8/10Etoile du Chagrin - Tome 2

/ Critique - écrit par gyzmo, le 04/11/2009
Notre verdict : 8/10 - War. War never changes. (Fiche technique)

Tags : etoile chagrin tome histoire strzepek annev kazimir

L’arsenal loufoque mais puissant qui a fait la réussite du premier tome a été naturellement remis sur le tapis dans ce dernier.

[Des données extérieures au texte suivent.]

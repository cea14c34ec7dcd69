use thiserror::Error;

use crate::record::NodeId;

/// Structural violations in a linear node store.
///
/// Any of these means the store cannot be interpreted as a single rooted
/// tree; the operation that detected it returns no partial result.
#[derive(Error, Debug)]
pub enum MalformedTreeError {
    #[error("store has no root node (every record carries a parent reference)")]
    MissingRoot,

    #[error("store has {0} root candidates, expected exactly one")]
    MultipleRoots(usize),

    #[error("record {child} references unknown parent {parent}")]
    DanglingParent { child: NodeId, parent: NodeId },

    #[error("duplicate node id: {0}")]
    DuplicateId(NodeId),

    #[error("cycle detected in parent references involving node {0}")]
    CycleDetected(NodeId),
}

/// Caller-side contract violations.
#[derive(Error, Debug)]
pub enum InvalidArgumentError {
    #[error("store must not be empty")]
    EmptyStore,

    #[error("depth limit must be at least 1, got {0}")]
    DepthLimitTooSmall(usize),
}

/// Umbrella error for all tree operations.
#[derive(Error, Debug)]
pub enum TreeError {
    #[error(transparent)]
    Malformed(#[from] MalformedTreeError),

    #[error(transparent)]
    InvalidArgument(#[from] InvalidArgumentError),

    #[error("failed to parse node records: {0}")]
    Parse(#[from] serde_json::Error),
}

pub type TreeResult<T> = Result<T, TreeError>;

L’année dernière, pratiquement jour pour jour, nous apprenions ensemble la définition du verbe « embolcher », activité ô combien bouleversifiante extirpée du premier volume de l’Etoile du Chagrin. Douze mois plus tard, presque jour pour jour également, nous revoilà à la suite directe de cette saga post-apocalyptique mâtinée de fantasy de Kazimir Str­ze­pek. Et dans son sillage, la découverte d’une nouvelle et bien belle anomalie : la potentialité d’être le témoin impuissant de deux pupilles dans un seul œil, suite à une cruelle entaille. De quoi voir triple  jusqu’à la fin de ses jours. Et ce, sans l’aide d’aucune substance hallucinogène. Un vrai délire ! Pour nous, en tout cas. Car sur la terre ferme du tueur-coupeur amnésique, du trio inexpérimenté Klavin | Wilm | Futch ou pour les vauriens du redoutable Baltazar, ce genre d’étrangeté n’est que monnaie courante…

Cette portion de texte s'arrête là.